IBM Data Science Experience Desktop was built for those who want to download and play locally. Analyze, learn, and build with the tools you love, right on your desktop.
33 stars 18 forks source link

can i connect to hive from IBM DSX desktop? #26

Closed som6321 closed 6 years ago

som6321 commented 7 years ago

i installed a trial version of IBM DSX Desktop, my requirement is to connect with hive from DSX Desktop... is that possible to connect?

prashant182 commented 7 years ago

Sorry for the late response.

Yes, It is certainly possible. Let me walk you through the process. Dsx-desktop supports hive connection through spark and jdbc.

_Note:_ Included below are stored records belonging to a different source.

//! This file defines some functions that check some pre-conditions
//! E.g., shape of the training set

use crate::Sample;

/// Check whether the training sample is valid for tree induction or not.
/// An empty training set is a configuration error of the caller,
/// not a case the recursion handles.
#[inline(always)]
pub fn sample(sample: &Sample) {
    let (n_example, n_attribute) = sample.shape();

    assert!(n_example > 0, "the training set has no examples");

    assert!(n_attribute > 0, "the training set has no attributes");
}

#[cfg(test)]
mod tests {
    use super::*;

    #[test]
    fn test_sample_success_01() {
        let s = Sample::from_raw(
            vec!["a".to_string()],
            vec![vec![0, 1]],
        );
        sample(&s);
    }

    #[test]
    #[should_panic]
    fn test_sample_failure_01() {
        let s = Sample::from_raw(vec!["a".to_string()], Vec::new());
        sample(&s);
    }
}
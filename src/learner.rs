//! The core library for the `Learner` trait.

use crate::{Classifier, Sample};

/// A trait that defines the behavior of a learning algorithm.
/// A `Learner` consumes a training sample
/// and produces a hypothesis of type [`Learner::Hypothesis`].
pub trait Learner {
    /// The hypothesis the learner produces.
    type Hypothesis: Classifier;

    /// Learn a hypothesis from the given training sample.
    fn induce(&self, sample: &Sample) -> Self::Hypothesis;
}
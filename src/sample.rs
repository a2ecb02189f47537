//! Struct `Sample` represents a batch of ternary examples.

// Provides sample struct.
pub(crate) mod sample_struct;

// Provides a struct that reads a file.
pub(crate) mod sample_reader;


pub use sample_reader::{DataError, SampleReader};
pub use sample_struct::Sample;
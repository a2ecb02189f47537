//! The (attribute value × class label) contingency table.
use crate::Sample;
use crate::constants::{N_LABELS, N_VALUES};

/// The distribution of a set of examples with respect to one attribute.
///
/// `counts[v][c]` counts the examples whose value at the attribute is `v`
/// and whose class label is `c`, for `v, c` in `{0, 1, 2}`.
/// Row `3` and column `3` hold the marginal totals;
/// `counts[3][3]` is the number of examples.
/// A `Distribution` is always derived from a sample on demand,
/// never stored across calls.
#[derive(Debug, Clone, PartialEq, Eq)]
pub struct Distribution {
    counts: [[usize; N_LABELS + 1]; N_VALUES + 1],
}

impl Distribution {
    /// Count the given rows of `sample` by their value
    /// at `attribute` and their class label.
    /// `rows` must be non-empty.
    pub fn over(
        sample: &Sample,
        rows: &[usize],
        attribute: usize,
    ) -> Self
    {
        assert!(
            !rows.is_empty(),
            "tried to build a distribution over zero examples"
        );

        let mut counts = [[0_usize; N_LABELS + 1]; N_VALUES + 1];
        for &row in rows {
            let value = usize::from(sample.value(row, attribute));
            let label = usize::from(sample.label(row));
            counts[value][label] += 1;
        }

        for value in 0..N_VALUES {
            for label in 0..N_LABELS {
                let count = counts[value][label];
                counts[value][N_LABELS] += count;
                counts[N_VALUES][label] += count;
                counts[N_VALUES][N_LABELS] += count;
            }
        }

        Self { counts }
    }

    /// The number of examples with the given attribute value
    /// and class label.
    #[inline]
    pub fn count(&self, value: usize, label: usize) -> usize {
        self.counts[value][label]
    }

    /// The number of examples with the given attribute value.
    #[inline]
    pub fn value_total(&self, value: usize) -> usize {
        self.counts[value][N_LABELS]
    }

    /// The per-label counts of the examples
    /// with the given attribute value.
    #[inline]
    pub fn value_counts(&self, value: usize) -> [usize; N_LABELS] {
        let mut counts = [0_usize; N_LABELS];
        counts.copy_from_slice(&self.counts[value][..N_LABELS]);
        counts
    }

    /// The per-label counts over all examples.
    #[inline]
    pub fn label_counts(&self) -> [usize; N_LABELS] {
        self.value_counts(N_VALUES)
    }

    /// The number of examples counted.
    #[inline]
    pub fn total(&self) -> usize {
        self.counts[N_VALUES][N_LABELS]
    }
}
use std::io::{BufRead, BufReader, Read};

use crate::constants::N_VALUES;
use super::sample_reader::DataError;

/// Struct `Sample` holds a batch of ternary-valued examples.
///
/// Each example is one row; every entry takes a value in `{0, 1, 2}`
/// and the last entry of a row is its class label.
/// The columns before the last one correspond, in order,
/// to the attribute names held by the sample.
#[derive(Debug, Clone, PartialEq, Eq)]
pub struct Sample {
    attributes: Vec<String>,
    examples: Vec<Vec<u8>>,
}

impl Sample {
    /// Construct a `Sample` from attribute names and raw rows.
    ///
    /// Each row must have length `attributes.len() + 1`
    /// (the class label is the last entry), and every entry
    /// must take a value in `{0, 1, 2}`.
    /// This method panics otherwise.
    pub fn from_raw(attributes: Vec<String>, examples: Vec<Vec<u8>>) -> Self {
        let n_column = attributes.len() + 1;
        for example in &examples {
            assert_eq!(
                example.len(), n_column,
                "every example must have one value per attribute \
                 plus a class label"
            );
            assert!(
                example.iter().all(|&v| usize::from(v) < N_VALUES),
                "example values must be in {{0, 1, 2}}. got {example:?}"
            );
        }

        Self { attributes, examples, }
    }

    /// Read a whitespace-separated table to [`Sample`].
    ///
    /// The first non-blank line names every column;
    /// the last column is the class column and its name is dropped
    /// from the attribute list.
    /// Each further non-blank line is one example row.
    /// Blank lines are ignored everywhere.
    pub fn from_table<R>(reader: BufReader<R>) -> Result<Self, DataError>
        where R: Read,
    {
        let mut lines = reader.lines();
        let mut lineno = 0_usize;

        // Skip blank lines until the header row of column names.
        let mut header = None;
        for line in lines.by_ref() {
            let line = line?;
            lineno += 1;
            if !line.trim().is_empty() {
                header = Some(line);
                break;
            }
        }
        let header = header.ok_or(DataError::MissingHeader)?;

        let mut attributes = header.split_whitespace()
            .map(String::from)
            .collect::<Vec<_>>();
        if attributes.len() < 2 {
            return Err(DataError::NoAttributes);
        }
        let n_column = attributes.len();
        // The last column names the class.
        attributes.pop();

        let mut examples = Vec::new();
        for line in lines {
            let line = line?;
            lineno += 1;
            if line.trim().is_empty() { continue; }

            let example = line.split_whitespace()
                .map(|token| parse_value(token, lineno))
                .collect::<Result<Vec<_>, _>>()?;
            if example.len() != n_column {
                return Err(DataError::WrongColumnCount {
                    line: lineno,
                    expected: n_column,
                    found: example.len(),
                });
            }
            examples.push(example);
        }

        if examples.is_empty() {
            return Err(DataError::NoExamples);
        }

        Ok(Self { attributes, examples, })
    }

    /// Returns the pair of the number of examples and
    /// the number of attributes.
    pub fn shape(&self) -> (usize, usize) {
        (self.examples.len(), self.attributes.len())
    }

    /// Returns the attribute names in declared order.
    pub fn attributes(&self) -> &[String] {
        &self.attributes[..]
    }

    /// Returns the name of the attribute at the given index.
    pub fn attribute_name(&self, attribute: usize) -> &str {
        &self.attributes[attribute]
    }

    /// Returns the value of the `attribute`-th column
    /// of the `row`-th example.
    #[inline]
    pub fn value(&self, row: usize, attribute: usize) -> u8 {
        self.examples[row][attribute]
    }

    /// Returns the class label of the `row`-th example.
    #[inline]
    pub fn label(&self, row: usize) -> u8 {
        let example = &self.examples[row];
        example[example.len() - 1]
    }

    /// Returns a new `Sample` holding copies of the given rows,
    /// in the given order.
    pub fn subset<T>(&self, rows: T) -> Self
        where T: AsRef<[usize]>
    {
        let examples = rows.as_ref()
            .iter()
            .map(|&row| self.examples[row].clone())
            .collect();

        Self {
            attributes: self.attributes.clone(),
            examples,
        }
    }
}

fn parse_value(token: &str, line: usize) -> Result<u8, DataError> {
    match token.parse::<u8>() {
        Ok(value) if usize::from(value) < N_VALUES => Ok(value),
        _ => Err(DataError::BadValue {
            line,
            token: token.to_string(),
        }),
    }
}

#[cfg(test)]
mod tests {
    use super::*;

    fn training_examples(bytes: &[u8]) -> Sample {
        let reader = BufReader::new(bytes);
        Sample::from_table(reader).unwrap()
    }

    #[test]
    fn test_from_table_01() {
        let bytes = b"\
            wind humidity class\n\
            0 1 2\n\
            2 0 1\n\
            1 1 0";
        let sample = training_examples(bytes);
        assert_eq!(sample.shape(), (3, 2));
        assert_eq!(sample.attribute_name(0), "wind");
        assert_eq!(sample.attribute_name(1), "humidity");
        assert_eq!(sample.value(1, 0), 2);
        assert_eq!(sample.label(0), 2);
    }

    #[test]
    fn test_from_table_blank_lines_01() {
        let bytes = b"\
            \n\
            a b class\n\
            \n\
            0 0 1\n\
            \n\
            1 2 2\n";
        let sample = training_examples(bytes);
        assert_eq!(sample.shape(), (2, 2));
        assert_eq!(sample.label(1), 2);
    }

    #[test]
    fn test_from_table_bad_value_01() {
        let bytes = b"\
            a b class\n\
            0 3 1";
        let reader = BufReader::new(&bytes[..]);
        let err = Sample::from_table(reader).unwrap_err();
        assert!(matches!(err, DataError::BadValue { line: 2, .. }));
    }

    #[test]
    fn test_from_table_short_row_01() {
        let bytes = b"\
            a b class\n\
            0 1";
        let reader = BufReader::new(&bytes[..]);
        let err = Sample::from_table(reader).unwrap_err();
        assert!(matches!(
            err,
            DataError::WrongColumnCount { line: 2, expected: 3, found: 2 }
        ));
    }

    #[test]
    fn test_from_table_no_examples_01() {
        let bytes = b"a b class\n\n";
        let reader = BufReader::new(&bytes[..]);
        let err = Sample::from_table(reader).unwrap_err();
        assert!(matches!(err, DataError::NoExamples));
    }

    #[test]
    fn test_subset_01() {
        let sample = training_examples(b"\
            a b class\n\
            0 0 0\n\
            1 1 1\n\
            2 2 2");
        let subset = sample.subset([2, 0]);
        assert_eq!(subset.shape(), (2, 2));
        assert_eq!(subset.label(0), 2);
        assert_eq!(subset.label(1), 0);
    }
}
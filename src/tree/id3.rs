//! The ID3 tree-induction algorithm.
use fixedbitset::FixedBitSet;

use crate::{Learner, Sample};
use crate::constants::{N_LABELS, N_VALUES};
use super::classifier::DecisionTreeClassifier;
use super::gain;
use super::node::{Node, Splitter};

/// The ID3 decision-tree learner for ternary-valued samples.
///
/// `Id3` grows a tree top-down, splitting on the attribute with the
/// greatest information gain at each node, until a subset is pure
/// or nothing is left to split on.
/// An attribute is consumed only along the path that chose it;
/// sibling subtrees may choose it again.
///
/// # Example
/// ```no_run
/// use terntree::{Classifier, Id3, Learner, SampleReader};
///
/// let sample = SampleReader::default()
///     .file("/path/to/table/file.txt")
///     .read()
///     .unwrap();
///
/// let tree = Id3::default().induce(&sample);
///
/// println!("{tree}");
/// println!("accuracy: {:.1}%", tree.accuracy(&sample));
/// ```
#[derive(Debug, Default, Clone, Copy)]
pub struct Id3;

impl Id3 {
    /// Construct a new instance of [`Id3`].
    pub fn new() -> Self {
        Self
    }

    /// Grow the subtree for `rows`.
    ///
    /// `fallback` holds the rows of the nearest non-empty ancestor
    /// (the example set of the parent call before partitioning);
    /// it classifies the empty and the exhausted-and-tied cases.
    /// `available` holds the indices of the attributes
    /// not yet chosen by a strict ancestor of this node.
    ///
    /// The checks run in a fixed order:
    /// no examples, one class, no attributes, split.
    fn grow(
        &self,
        sample: &Sample,
        rows: &[usize],
        fallback: &[usize],
        available: &FixedBitSet,
    ) -> Box<Node>
    {
        // No examples reach this node: classify by the ancestor set.
        if rows.is_empty() {
            let label = plurality(sample, fallback, fallback);
            return Box::new(Node::leaf(label));
        }

        // Every example agrees on the class.
        if let Some(label) = same_label(sample, rows) {
            return Box::new(Node::leaf(label));
        }

        // Attributes are exhausted on this path.
        // A local frequency tie is broken by the ancestor frequencies,
        // restricted to the classes present here.
        if available.count_ones(..) == 0 {
            let label = if class_tie(sample, rows) {
                plurality(sample, fallback, rows)
            } else {
                plurality(sample, rows, rows)
            };
            return Box::new(Node::leaf(label));
        }

        let attribute = gain::best_attribute(sample, rows, available);
        let splitter = Splitter::new(
            sample.attribute_name(attribute),
            attribute,
        );

        // Partition the rows by their value at the chosen attribute,
        // preserving order.
        let mut parts: [Vec<usize>; N_VALUES] = Default::default();
        for &row in rows {
            let value = usize::from(sample.value(row, attribute));
            parts[value].push(row);
        }

        // The attribute is consumed for the three children only;
        // the set bound at the parent level is left untouched.
        let mut remaining = available.clone();
        remaining.set(attribute, false);

        let children = parts
            .map(|part| self.grow(sample, &part, rows, &remaining));

        Box::new(Node::branch(splitter, children))
    }
}

impl Learner for Id3 {
    type Hypothesis = DecisionTreeClassifier;

    fn induce(&self, sample: &Sample) -> Self::Hypothesis {
        crate::checkers::sample(sample);

        let (n_example, n_attribute) = sample.shape();
        let rows = (0..n_example).collect::<Vec<_>>();

        let mut available = FixedBitSet::with_capacity(n_attribute);
        available.insert_range(..);

        let root = self.grow(sample, &rows, &rows, &available);

        DecisionTreeClassifier::from(root)
    }
}

/// Returns the class label shared by every given row,
/// or `None` if two rows disagree.
/// `rows` must be non-empty.
fn same_label(sample: &Sample, rows: &[usize]) -> Option<u8> {
    let first = sample.label(rows[0]);
    rows.iter()
        .all(|&row| sample.label(row) == first)
        .then_some(first)
}

fn label_frequencies(sample: &Sample, rows: &[usize]) -> [usize; N_LABELS] {
    let mut frequencies = [0_usize; N_LABELS];
    for &row in rows {
        frequencies[usize::from(sample.label(row))] += 1;
    }
    frequencies
}

/// Returns the most frequent class label of `frequency_rows`,
/// considering only labels that occur in `candidate_rows`.
/// A frequency tie among candidates resolves to the smallest label.
///
/// Every call site guarantees that at least one candidate label
/// occurs in `frequency_rows`; a violation is a bug in the recursion,
/// not an input error.
fn plurality(
    sample: &Sample,
    frequency_rows: &[usize],
    candidate_rows: &[usize],
) -> u8
{
    let frequencies = label_frequencies(sample, frequency_rows);
    let candidates = label_frequencies(sample, candidate_rows);

    let mut best = None;
    let mut best_frequency = 0_usize;
    for label in 0..N_LABELS {
        if candidates[label] == 0 { continue; }
        if frequencies[label] > best_frequency {
            best = Some(label as u8);
            best_frequency = frequencies[label];
        }
    }

    best.expect("no candidate class occurs in the frequency source")
}

/// Returns `true` iff two or more class labels are tied
/// for the highest frequency among the given rows.
/// A single distinct label is never a tie.
fn class_tie(sample: &Sample, rows: &[usize]) -> bool {
    let mut frequencies = label_frequencies(sample, rows)
        .into_iter()
        .filter(|&count| count > 0)
        .collect::<Vec<_>>();
    frequencies.sort_unstable_by(|a, b| b.cmp(a));

    frequencies.len() > 1 && frequencies[0] == frequencies[1]
}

Make sure you have hive installed on your remote machine or docker container with hiveserver2. You need to find the hive jdbc connection string inorder to connect to your hive server.

For example, it could look like this jdbc:hive2://localhost:10000/default You can substitute your server with localhost:10000 with your hiveserver url and default with your database in above connection string. The connection needs org.apache.hive.jdbc.HiveDriver dependency, which dsx-desktop already supports.

For example a pyspark code for the hive connection could look like this.

from pyspark.sql import SparkSession
from pyspark import SparkContext
sc = SparkContext.getOrCreate()
spark = SparkSession.builder.config(conf=sc.getConf()).getOrCreate()

remote_hive = "jdbc:hive2://localhost:10000/default"
driver = "org.apache.hive.jdbc.HiveDriver"
user="hiveUname"
password = "hivePass"

df = spark.read.format("jdbc").\
    options(url=remote_hive, 
            driver=driver, 
            user=user, 
            password=password,
            dbtable="table").load()

You can substitute table,user and password according to your configuration. Please let us know if you need any more help on this one.